#### EXERCISE BRIEF
Go through the data below and copy each line where the word "filesystem" occurs.

#### SUPPLIED ENTRIES
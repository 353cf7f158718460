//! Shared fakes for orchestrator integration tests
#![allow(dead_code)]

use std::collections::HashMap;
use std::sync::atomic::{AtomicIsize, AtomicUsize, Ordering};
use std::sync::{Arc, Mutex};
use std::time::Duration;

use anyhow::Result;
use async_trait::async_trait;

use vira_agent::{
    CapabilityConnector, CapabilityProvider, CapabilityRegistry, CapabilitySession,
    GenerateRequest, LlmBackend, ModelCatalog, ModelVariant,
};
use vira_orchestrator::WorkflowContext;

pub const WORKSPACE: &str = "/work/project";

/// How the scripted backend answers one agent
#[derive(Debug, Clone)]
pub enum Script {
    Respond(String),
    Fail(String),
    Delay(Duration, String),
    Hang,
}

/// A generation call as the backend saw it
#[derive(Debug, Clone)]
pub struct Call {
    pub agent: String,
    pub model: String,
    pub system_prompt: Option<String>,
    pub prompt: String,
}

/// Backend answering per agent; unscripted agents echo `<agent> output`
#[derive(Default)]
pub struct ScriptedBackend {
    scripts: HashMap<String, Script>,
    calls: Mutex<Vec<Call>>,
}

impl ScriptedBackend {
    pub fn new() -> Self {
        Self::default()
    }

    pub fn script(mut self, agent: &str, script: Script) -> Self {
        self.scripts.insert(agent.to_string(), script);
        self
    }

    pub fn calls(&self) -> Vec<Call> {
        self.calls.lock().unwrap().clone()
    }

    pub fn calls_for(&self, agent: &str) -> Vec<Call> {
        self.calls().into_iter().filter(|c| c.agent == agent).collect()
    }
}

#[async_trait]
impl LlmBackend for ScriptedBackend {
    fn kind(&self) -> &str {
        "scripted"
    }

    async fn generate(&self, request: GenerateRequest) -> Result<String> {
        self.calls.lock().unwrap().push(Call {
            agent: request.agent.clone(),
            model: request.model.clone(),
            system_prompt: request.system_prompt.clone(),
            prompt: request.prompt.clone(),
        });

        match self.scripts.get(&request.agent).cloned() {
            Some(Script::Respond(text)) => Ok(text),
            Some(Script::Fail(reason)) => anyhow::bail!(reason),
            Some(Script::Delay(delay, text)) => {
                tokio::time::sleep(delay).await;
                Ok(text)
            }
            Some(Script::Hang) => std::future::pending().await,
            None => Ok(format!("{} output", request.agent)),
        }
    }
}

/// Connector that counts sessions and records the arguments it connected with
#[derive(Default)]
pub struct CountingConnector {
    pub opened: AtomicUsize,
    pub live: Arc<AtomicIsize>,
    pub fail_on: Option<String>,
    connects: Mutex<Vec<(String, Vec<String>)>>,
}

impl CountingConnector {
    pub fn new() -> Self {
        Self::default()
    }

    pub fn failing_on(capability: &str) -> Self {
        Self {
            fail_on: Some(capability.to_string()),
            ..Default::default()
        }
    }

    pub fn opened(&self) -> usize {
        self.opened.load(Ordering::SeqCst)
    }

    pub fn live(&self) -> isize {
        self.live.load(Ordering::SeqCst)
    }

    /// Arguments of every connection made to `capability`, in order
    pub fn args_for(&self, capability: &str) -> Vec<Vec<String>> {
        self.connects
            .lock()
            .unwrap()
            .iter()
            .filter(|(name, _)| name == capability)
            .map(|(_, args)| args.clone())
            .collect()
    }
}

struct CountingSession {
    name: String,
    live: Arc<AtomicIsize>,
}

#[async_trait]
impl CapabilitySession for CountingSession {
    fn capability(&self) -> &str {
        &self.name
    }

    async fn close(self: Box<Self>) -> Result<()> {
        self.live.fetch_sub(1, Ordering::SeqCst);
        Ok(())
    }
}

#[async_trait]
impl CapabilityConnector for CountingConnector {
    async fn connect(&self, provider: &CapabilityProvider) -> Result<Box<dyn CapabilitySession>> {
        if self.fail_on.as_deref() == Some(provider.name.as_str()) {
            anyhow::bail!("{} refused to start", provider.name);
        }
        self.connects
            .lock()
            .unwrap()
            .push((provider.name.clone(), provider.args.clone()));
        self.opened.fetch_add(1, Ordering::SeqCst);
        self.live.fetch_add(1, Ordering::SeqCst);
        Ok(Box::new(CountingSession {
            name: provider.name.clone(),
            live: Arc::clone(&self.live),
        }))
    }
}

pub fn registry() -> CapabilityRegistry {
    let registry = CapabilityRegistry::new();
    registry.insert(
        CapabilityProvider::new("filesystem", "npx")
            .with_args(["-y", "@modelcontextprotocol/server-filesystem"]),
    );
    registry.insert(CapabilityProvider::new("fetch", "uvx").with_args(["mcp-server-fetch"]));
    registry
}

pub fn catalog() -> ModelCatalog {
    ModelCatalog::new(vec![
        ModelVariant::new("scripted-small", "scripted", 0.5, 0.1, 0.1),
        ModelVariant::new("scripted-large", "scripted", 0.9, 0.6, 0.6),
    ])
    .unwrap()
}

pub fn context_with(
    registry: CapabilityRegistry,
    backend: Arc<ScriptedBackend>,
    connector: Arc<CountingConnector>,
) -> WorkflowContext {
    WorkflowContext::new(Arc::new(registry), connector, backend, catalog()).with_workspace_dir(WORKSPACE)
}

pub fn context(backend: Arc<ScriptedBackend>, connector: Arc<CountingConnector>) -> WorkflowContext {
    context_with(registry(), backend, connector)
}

#### SOLUTION FOR THIS EXERCISE
        CapabilityProvider::new("filesystem", "npx")
            .with_args(["-y", "@modelcontextprotocol/server-filesystem"]),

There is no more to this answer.